I was attending a session at a recent research conference and colleague came up to me and bemoaned about how one of his most cherished ideas was not being taken up at this moment of standards implementation across the country. I suggested that he should package it up in a way that was available and usable and offered to have him and his collaborators author a STEM Teaching Tool to try and help networks of practitioners and educational leaders learn about the idea. Upon hearing the suggestion, he physically took a step back and said “But I’m a researcher” and waved off the opportunity—as if it was not his place, yet alone his ethical obligation, to share such knowledge with practitioners in a timely and usable way, or at least make the attempt. I have encountered similar stances among researchers with some frequency. I believe this is a short-sighted move that replicates the problematic separation of the academy from fields of practice and from community. That being said, many researchers do not hold this view and a collaborative stance is more common among newer generations of scholars which gives me great hope. We need to do our part to shift the norms of academic cultures to recognize and reward community-engaged forms of scholarly activity.

As I reflect on the possibilities associated with next decade of work in science education, I recognize that different research and practice communities working in science education have developed expertise and resources in specific topical areas related to equitable science instruction.
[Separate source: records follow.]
// tests/runner_scenarios.rs

use std::time::Duration;

use o2reap::exec::{CommandSpec, ProcessRequest, Runner, run};
use o2reap::types::Outcome;
use o2reap_test_utils::builders::fast_options;
use o2reap_test_utils::{init_tracing, with_timeout};

fn runner() -> Runner {
    Runner::new(fast_options(Duration::from_secs(10)))
}

async fn run_spec(spec: CommandSpec) -> o2reap::exec::ProcessResult {
    init_tracing();
    with_timeout(runner().run(&ProcessRequest::new(spec)))
        .await
        .expect("runner returned a hard error")
}

#[tokio::test]
async fn true_succeeds_with_no_output() {
    let result = run_spec(CommandSpec::from_string("true")).await;

    assert!(result.succeeded);
    assert!(!result.killed);
    assert!(!result.forced);
    assert_eq!(result.output, "");
    assert_eq!(result.exit_code, Some(0));
    assert_eq!(result.outcome(), Outcome::Succeeded);
}

#[tokio::test]
async fn false_fails_without_being_killed() {
    let result = run_spec(CommandSpec::from_string("false")).await;

    assert!(!result.succeeded);
    assert!(!result.killed);
    assert_eq!(result.output, "");
    assert_eq!(result.exit_code, Some(1));
    assert_eq!(result.outcome(), Outcome::Failed);
}

#[tokio::test]
async fn hello_is_captured() {
    let result = run_spec(CommandSpec::argv(["echo", "hello"])).await;

    assert!(result.succeeded);
    assert_eq!(result.output, "hello\n");
}

#[tokio::test]
async fn shell_string_is_interpreted_by_the_shell() {
    let result = run_spec(CommandSpec::from_string("echo a; echo b")).await;
    assert!(result.succeeded);
    assert_eq!(result.output, "a\nb\n");

    // The same text as a single argv element is just an argument.
    let result = run_spec(CommandSpec::argv(["echo", "a; echo b"])).await;
    assert!(result.succeeded);
    assert_eq!(result.output, "a; echo b\n");
}

#[tokio::test]
async fn stdout_and_stderr_share_one_stream_in_order() {
    let result = run_spec(CommandSpec::shell("echo out; echo err 1>&2; echo out2")).await;

    assert!(result.succeeded);
    assert_eq!(result.output, "out\nerr\nout2\n");
}

#[tokio::test]
async fn nonzero_exit_keeps_output_and_code() {
    let result = run_spec(CommandSpec::shell("echo 'mount.ocfs2: Bad magic number'; exit 3")).await;

    assert!(!result.succeeded);
    assert!(!result.killed);
    assert_eq!(result.exit_code, Some(3));
    assert_eq!(result.output, "mount.ocfs2: Bad magic number\n");
}

#[tokio::test]
async fn missing_executable_is_a_launch_failure_not_an_error() {
    let result = run_spec(CommandSpec::argv(["/nonexistent/o2reap-no-such-tool", "-v"])).await;

    assert!(!result.succeeded);
    assert!(!result.killed);
    assert_eq!(result.exit_code, None);
    assert!(!result.output.is_empty(), "OS error text expected");
}

#[tokio::test]
async fn empty_argv_is_a_launch_failure() {
    let result = run_spec(CommandSpec::Argv(vec![])).await;

    assert!(!result.succeeded);
    assert!(!result.killed);
    assert_eq!(result.output, "empty command line");
}

#[tokio::test]
async fn output_larger_than_the_pipe_buffer_is_complete() {
    let result = run_spec(CommandSpec::shell("head -c 200000 /dev/zero | tr '\\0' x")).await;

    assert!(result.succeeded);
    assert_eq!(result.output.len(), 200_000);
    assert!(result.output.bytes().all(|b| b == b'x'));
}

#[tokio::test]
async fn signal_death_not_caused_by_runner_is_plain_failure() {
    let result = run_spec(CommandSpec::shell("echo dying; kill -9 $$")).await;

    assert!(!result.succeeded);
    assert!(!result.killed);
    assert_eq!(result.exit_code, None);
    assert_eq!(result.output, "dying\n");
}

#[tokio::test]
async fn background_grandchild_does_not_hold_the_run_open() {
    let result = run_spec(CommandSpec::shell("sleep 3 & echo started")).await;

    assert!(result.succeeded);
    assert_eq!(result.output, "started\n");
    assert!(
        result.elapsed < Duration::from_secs(2),
        "run took {:?}",
        result.elapsed
    );
}

#[tokio::test]
async fn default_run_is_headless() {
    init_tracing();
    let result = with_timeout(run(&ProcessRequest::new(CommandSpec::from_string("true"))))
        .await
        .unwrap();
    assert!(result.succeeded);
}

#[test]
fn blocking_facade_returns_the_same_result() {
    init_tracing();
    let request = ProcessRequest::new(CommandSpec::shell("printf 'x\\ny'; exit 2"));
    let result = runner().run_blocking(&request).unwrap();

    assert!(!result.succeeded);
    assert_eq!(result.exit_code, Some(2));
    assert_eq!(result.output, "x\ny");
}
// src/report.rs

//! User-facing messages for a finished run.
//!
//! The runner only tells callers *what* happened; this is where a killed
//! destructive operation becomes a warning about system state.

use crate::exec::ProcessResult;
use crate::types::Outcome;

/// Message to show when a run did not succeed. `None` on success.
///
/// - killed + destructive: the privileged operation may have been cut off
///   half way, so the system state is unknown;
/// - otherwise: the captured output followed by what failed.
pub fn failure_message(title: &str, result: &ProcessResult, destructive: bool) -> Option<String> {
    match result.outcome() {
        Outcome::Succeeded => None,
        Outcome::Killed if destructive => Some(format!(
            "{title} died unexpectedly! Your system is probably in an inconsistent \
             state. You should reboot at the earliest opportunity"
        )),
        Outcome::Killed | Outcome::Failed => {
            let output = result.output.trim_end();
            if output.is_empty() {
                Some(format!("{title} failed"))
            } else {
                Some(format!("{output}: {title} failed"))
            }
        }
    }
}

/// One-line summary for the debug log.
pub fn summary(title: &str, result: &ProcessResult) -> String {
    let mut line = format!("{title}: {}", result.outcome());
    if let Some(code) = result.exit_code {
        line.push_str(&format!(" (exit {code})"));
    }
    if result.forced {
        line.push_str(" (forced)");
    }
    line
}
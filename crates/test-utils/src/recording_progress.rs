use std::sync::{Arc, Mutex};

use o2reap::exec::{ParentHandle, ProgressSink};
use o2reap::types::Termination;

/// One call the runner made on its progress sink.
#[derive(Debug, Clone, PartialEq, Eq)]
pub enum ProgressEvent {
    Show {
        title: String,
        desc: String,
        has_parent: bool,
    },
    Pulse,
    Signalled(Termination),
    Finish,
}

/// A progress sink that records every call.
///
/// Clone it before handing it to the runner; the clone shares the log.
#[derive(Debug, Clone, Default)]
pub struct RecordingProgress {
    events: Arc<Mutex<Vec<ProgressEvent>>>,
}

impl RecordingProgress {
    pub fn new() -> Self {
        Self::default()
    }

    pub fn events(&self) -> Vec<ProgressEvent> {
        self.events.lock().unwrap().clone()
    }

    /// Signals in the order they were sent.
    pub fn signals(&self) -> Vec<Termination> {
        self.events()
            .into_iter()
            .filter_map(|e| match e {
                ProgressEvent::Signalled(t) => Some(t),
                _ => None,
            })
            .collect()
    }

    /// Number of pulses seen before the surface was shown, or `None` if it
    /// never was.
    pub fn pulses_before_show(&self) -> Option<usize> {
        let events = self.events();
        let idx = events
            .iter()
            .position(|e| matches!(e, ProgressEvent::Show { .. }))?;
        Some(
            events[..idx]
                .iter()
                .filter(|e| matches!(e, ProgressEvent::Pulse))
                .count(),
        )
    }

    fn push(&self, event: ProgressEvent) {
        self.events.lock().unwrap().push(event);
    }
}

impl ProgressSink for RecordingProgress {
    fn show(&mut self, title: &str, desc: &str, parent: Option<&ParentHandle>) {
        self.push(ProgressEvent::Show {
            title: title.to_string(),
            desc: desc.to_string(),
            has_parent: parent.is_some(),
        });
    }

    fn pulse(&mut self) {
        self.push(ProgressEvent::Pulse);
    }

    fn signalled(&mut self, how: Termination) {
        self.push(ProgressEvent::Signalled(how));
    }

    fn finish(&mut self) {
        self.push(ProgressEvent::Finish);
    }
}
// src/fs/mock.rs

use super::FileSystem;
use anyhow::{Result, anyhow};
use std::collections::HashMap;
use std::path::{Path, PathBuf};
use std::sync::{Arc, Mutex};

/// In-memory filesystem for tests.
#[derive(Debug, Clone, Default)]
pub struct MockFileSystem {
    files: Arc<Mutex<HashMap<PathBuf, String>>>,
}

impl MockFileSystem {
    pub fn new() -> Self {
        Self::default()
    }

    pub fn add_file(&self, path: impl AsRef<Path>, content: impl Into<String>) {
        let mut files = self.files.lock().unwrap();
        files.insert(path.as_ref().to_path_buf(), content.into());
    }
}

impl FileSystem for MockFileSystem {
    fn read_to_string(&self, path: &Path) -> Result<String> {
        let files = self.files.lock().unwrap();
        files
            .get(path)
            .cloned()
            .ok_or_else(|| anyhow!("File not found: {:?}", path))
    }

    fn is_file(&self, path: &Path) -> bool {
        self.files.lock().unwrap().contains_key(path)
    }
}
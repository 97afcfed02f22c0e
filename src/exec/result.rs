// src/exec/result.rs

use std::time::Duration;

use crate::types::Outcome;

/// Appended to the output of every run the runner had to terminate.
pub const KILLED_MARKER: &str = "Killed prematurely.";

/// What came out of one supervised command.
#[derive(Debug, Clone, PartialEq, Eq)]
pub struct ProcessResult {
    /// Exit status 0 and not terminated by the runner.
    pub succeeded: bool,
    /// Combined stdout/stderr in arrival order (plus [`KILLED_MARKER`] if
    /// killed), or the OS error text if the command never started.
    pub output: String,
    /// The runner terminated the child.
    pub killed: bool,
    /// The graceful signal was ignored and the forceful one was sent.
    pub forced: bool,
    /// Exit code if the child exited by itself.
    pub exit_code: Option<i32>,
    pub elapsed: Duration,
}

impl ProcessResult {
    pub(crate) fn launch_failure(detail: String, elapsed: Duration) -> Self {
        Self {
            succeeded: false,
            output: detail,
            killed: false,
            forced: false,
            exit_code: None,
            elapsed,
        }
    }

    /// Assemble a result from the raw captured bytes.
    ///
    /// Bytes are decoded once here rather than per read, so a multi-byte
    /// character split across two reads survives intact.
    pub(crate) fn finish(
        captured: &[u8],
        exit_code: Option<i32>,
        killed: bool,
        forced: bool,
        elapsed: Duration,
    ) -> Self {
        let succeeded = !killed && exit_code == Some(0);
        let mut output = String::from_utf8_lossy(captured).into_owned();

        if killed {
            if !output.is_empty() {
                output.push('\n');
            }
            output.push_str(KILLED_MARKER);
        }

        Self {
            succeeded,
            output,
            killed,
            forced,
            exit_code,
            elapsed,
        }
    }

    pub fn outcome(&self) -> Outcome {
        if self.succeeded {
            Outcome::Succeeded
        } else if self.killed {
            Outcome::Killed
        } else {
            Outcome::Failed
        }
    }
}
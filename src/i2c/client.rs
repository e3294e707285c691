// Licensed under the Apache-2.0 license

//! Client records and the descriptors they are built from.

use core::any::Any;
use core::fmt;
use core::sync::atomic::{AtomicBool, Ordering};
use std::sync::{Arc, Weak};

use parking_lot::Mutex;

use crate::i2c::adapter::Adapter;
use crate::i2c::address::encode_addr;
use crate::i2c::common::{ClientFlags, TypeName};
use crate::i2c::error::{I2cError, Result};
use crate::i2c::firmware::FirmwareNode;
use crate::i2c::traits::I2cDriver;

/// Opaque board-specific payload handed through to the driver.
pub type PlatformData = Arc<dyn Any + Send + Sync>;

#[derive(Debug, Clone, Copy, PartialEq, Eq)]
pub enum ResourceKind {
    Mem,
    Io,
    Irq,
}

#[derive(Debug, Clone, Copy, PartialEq, Eq)]
pub enum IrqTrigger {
    EdgeRising,
    EdgeFalling,
    EdgeBoth,
    LevelHigh,
    LevelLow,
}

/// A platform resource attached to a descriptor.
#[derive(Debug, Clone, Copy, PartialEq, Eq)]
pub struct Resource {
    pub kind: ResourceKind,
    pub start: u64,
    pub end: u64,
    pub trigger: Option<IrqTrigger>,
}

impl Resource {
    #[must_use]
    pub const fn irq(irq: u32, trigger: Option<IrqTrigger>) -> Self {
        Self {
            kind: ResourceKind::Irq,
            start: irq as u64,
            end: irq as u64,
            trigger,
        }
    }

    #[must_use]
    pub const fn mem(start: u64, end: u64) -> Self {
        Self {
            kind: ResourceKind::Mem,
            start,
            end,
            trigger: None,
        }
    }
}

/// How a client came to exist.
#[derive(Debug, Clone, Copy, PartialEq, Eq)]
pub enum ClientOrigin {
    /// Created by driver or platform code
    Explicit,
    /// Declared by a firmware node
    Firmware,
    /// Replayed from the board-info registry
    BoardInfo,
    /// Instantiated on user request
    User,
    /// Found by a driver's detection scan
    Detected,
    /// Placeholder reserving an extra address of a multi-address chip
    Dummy,
}

/// Template for creating a client.
#[derive(Clone, Default)]
pub struct I2cBoardInfo {
    pub type_name: TypeName,
    pub flags: ClientFlags,
    pub addr: u16,
    pub dev_name: Option<String>,
    pub platform_data: Option<PlatformData>,
    pub fw_node: Option<Arc<dyn FirmwareNode>>,
    /// Explicit interrupt line; zero means "derive from resources"
    pub irq: u32,
    pub resources: Vec<Resource>,
}

impl I2cBoardInfo {
    /// Descriptor for a device of type `type_name` at `addr`.
    ///
    /// # Errors
    ///
    /// Returns [`I2cError::InvalidArgument`] if the type name does not fit.
    pub fn new(type_name: &str, addr: u16) -> Result<Self> {
        Ok(Self {
            type_name: type_name_from(type_name)?,
            addr,
            ..Self::default()
        })
    }

    #[must_use]
    pub fn flags(mut self, flags: ClientFlags) -> Self {
        self.flags |= flags;
        self
    }

    #[must_use]
    pub fn irq(mut self, irq: u32) -> Self {
        self.irq = irq;
        self
    }

    #[must_use]
    pub fn resource(mut self, res: Resource) -> Self {
        self.resources.push(res);
        self
    }

    #[must_use]
    pub fn dev_name(mut self, name: &str) -> Self {
        self.dev_name = Some(name.to_owned());
        self
    }

    #[must_use]
    pub fn fw_node(mut self, node: Arc<dyn FirmwareNode>) -> Self {
        self.fw_node = Some(node);
        self
    }

    #[must_use]
    pub fn platform_data(mut self, data: PlatformData) -> Self {
        self.platform_data = Some(data);
        self
    }

    /// Resolve the interrupt line: explicit value, else first IRQ resource.
    #[must_use]
    pub fn resolve_irq(&self) -> (u32, Option<IrqTrigger>) {
        if self.irq != 0 {
            return (self.irq, None);
        }
        self.resources
            .iter()
            .find(|res| res.kind == ResourceKind::Irq)
            .map_or((0, None), |res| {
                (u32::try_from(res.start).unwrap_or(0), res.trigger)
            })
    }
}

impl fmt::Debug for I2cBoardInfo {
    fn fmt(&self, f: &mut fmt::Formatter<'_>) -> fmt::Result {
        f.debug_struct("I2cBoardInfo")
            .field("type_name", &self.type_name)
            .field("flags", &self.flags)
            .field("addr", &format_args!("0x{:02x}", self.addr))
            .field("dev_name", &self.dev_name)
            .field("fw_node", &self.fw_node.as_ref().map(|node| node.name().to_owned()))
            .field("irq", &self.irq)
            .field("resources", &self.resources)
            .finish_non_exhaustive()
    }
}

/// Copy `name` into a fixed-size type name.
///
/// # Errors
///
/// Returns [`I2cError::InvalidArgument`] if `name` exceeds the name size.
pub fn type_name_from(name: &str) -> Result<TypeName> {
    let mut out = TypeName::new();
    out.push_str(name)
        .map_err(|()| I2cError::InvalidArgument("device type name too long"))?;
    Ok(out)
}

/// A registered peripheral.
pub struct Client {
    addr: u16,
    flags: ClientFlags,
    type_name: TypeName,
    dev_name: String,
    adapter: Weak<Adapter>,
    adapter_nr: u32,
    irq: u32,
    irq_trigger: Option<IrqTrigger>,
    origin: ClientOrigin,
    fw_node: Option<Arc<dyn FirmwareNode>>,
    platform_data: Option<PlatformData>,
    driver: Mutex<Option<Arc<dyn I2cDriver>>>,
    registered: AtomicBool,
}

impl Client {
    pub(crate) fn new(adapter: &Arc<Adapter>, info: &I2cBoardInfo, origin: ClientOrigin) -> Self {
        let (irq, irq_trigger) = info.resolve_irq();
        let encoded = encode_addr(info.addr, info.flags);
        let dev_name = if let Some(name) = &info.dev_name {
            format!("i2c-{name}")
        } else if let Some(node) = &info.fw_node {
            format!("i2c-{}", node.name())
        } else {
            format!("{}-{encoded:04x}", adapter.nr())
        };
        Self {
            addr: info.addr,
            flags: info.flags,
            type_name: info.type_name.clone(),
            dev_name,
            adapter: Arc::downgrade(adapter),
            adapter_nr: adapter.nr(),
            irq,
            irq_trigger,
            origin,
            fw_node: info.fw_node.clone(),
            platform_data: info.platform_data.clone(),
            driver: Mutex::new(None),
            registered: AtomicBool::new(true),
        }
    }

    #[must_use]
    pub fn addr(&self) -> u16 {
        self.addr
    }

    #[must_use]
    pub fn flags(&self) -> ClientFlags {
        self.flags
    }

    /// Address with mode bits folded in; the client's identity on its bus.
    #[must_use]
    pub fn encoded_addr(&self) -> u16 {
        encode_addr(self.addr, self.flags)
    }

    #[must_use]
    pub fn type_name(&self) -> &str {
        self.type_name.as_str()
    }

    #[must_use]
    pub fn dev_name(&self) -> &str {
        &self.dev_name
    }

    /// Owning adapter, while it is still alive.
    ///
    /// # Errors
    ///
    /// Returns [`I2cError::NotFound`] once the adapter is unregistered.
    pub fn adapter(&self) -> Result<Arc<Adapter>> {
        self.adapter
            .upgrade()
            .filter(|adapter| adapter.is_registered())
            .ok_or(I2cError::NotFound)
    }

    #[must_use]
    pub fn adapter_nr(&self) -> u32 {
        self.adapter_nr
    }

    pub(crate) fn belongs_to(&self, adapter: &Adapter) -> bool {
        core::ptr::eq(self.adapter.as_ptr(), adapter)
    }

    #[must_use]
    pub fn irq(&self) -> u32 {
        self.irq
    }

    #[must_use]
    pub fn irq_trigger(&self) -> Option<IrqTrigger> {
        self.irq_trigger
    }

    #[must_use]
    pub fn origin(&self) -> ClientOrigin {
        self.origin
    }

    #[must_use]
    pub fn fw_node(&self) -> Option<&Arc<dyn FirmwareNode>> {
        self.fw_node.as_ref()
    }

    #[must_use]
    pub fn platform_data(&self) -> Option<&PlatformData> {
        self.platform_data.as_ref()
    }

    /// Driver currently bound to this client
    #[must_use]
    pub fn driver(&self) -> Option<Arc<dyn I2cDriver>> {
        self.driver.lock().clone()
    }

    pub(crate) fn set_driver(&self, driver: Option<Arc<dyn I2cDriver>>) {
        *self.driver.lock() = driver;
    }

    /// Reserve the driver slot; false if another driver holds it.
    pub(crate) fn claim_driver(&self, driver: &Arc<dyn I2cDriver>) -> bool {
        let mut slot = self.driver.lock();
        if slot.is_some() {
            return false;
        }
        *slot = Some(Arc::clone(driver));
        true
    }

    pub(crate) fn take_driver(&self) -> Option<Arc<dyn I2cDriver>> {
        self.driver.lock().take()
    }

    #[must_use]
    pub fn is_registered(&self) -> bool {
        self.registered.load(Ordering::Acquire)
    }

    /// Flip to unregistered; true for the caller that did it.
    pub(crate) fn mark_unregistered(&self) -> bool {
        self.registered.swap(false, Ordering::AcqRel)
    }

    pub(crate) fn is_dummy(&self) -> bool {
        self.type_name.as_str() == "dummy"
    }
}

impl fmt::Debug for Client {
    fn fmt(&self, f: &mut fmt::Formatter<'_>) -> fmt::Result {
        f.debug_struct("Client")
            .field("dev_name", &self.dev_name)
            .field("type_name", &self.type_name)
            .field("addr", &format_args!("0x{:02x}", self.addr))
            .field("flags", &self.flags)
            .field("irq", &self.irq)
            .field("origin", &self.origin)
            .finish_non_exhaustive()
    }
}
I work from the perspective that coherent packages of knowledge and resources need to be used in ongoing ways to move educational systems toward equity and justice. I believe we need to develop models for aggregating and spreading this intellectual capital through networks of science educators so that it can be adapted for local contextual use. Our individual efforts are important and useful, but systemic transformation benefits from packaging collections of such work that can support longer timescales of multi-faceted capacity building within and across systems. We might decide to collaborate on developing networked justice improvement communities—social movements that use science teaching as a key lever for equity and justice.Footnote4 If we organize ourselves in this way, it would be beneficial to infrastructure these networked communities—to provide material and intellectual resources that can more easily support desired practices across disparate networks of collaborators. I believe that we could productively engage in such work together as a research community in close collaboration with networks of practitioners and guided by the participation of communities in support of cultural thriving and more equitable and just futures.

Disclosure statement

No potential conflict of interest was reported by the author.

Additional information

Funding

This work was supported by the National Science Foundation (US) [DRL-1238253 & DRL-1561300].

Notes

1 This was an inspiring experience that I co-hosted with Dr. Cindy Kern and the QUeST Learning Center in Connecticut. See the following Twitter thread to learn more: https://twitter.com/i/moments/1161589725972574208.

2 Primary funding for the STEM Teaching Tools initiative has come from National Science Foundation grants DRL-1238253 (A Research+Practice Collaboratory, http://researchandpractice.org) and DRL-1561300 (Advancing Coherent and Equitable Systems of Science Education, ACESSE, https://twitter.com/AcesseProject). Additional funding provided by the Shauna C. Larson Endowment in the Learning Sciences at the University of Washington.

3 The acronym signals that behavioral scientists have routinely published broad claims about human psychology and behavior based on samples drawn entirely from Western, Educated, Industrialized, Rich, and Democratic (WEIRD) societies—a far from globally representative cultural sample.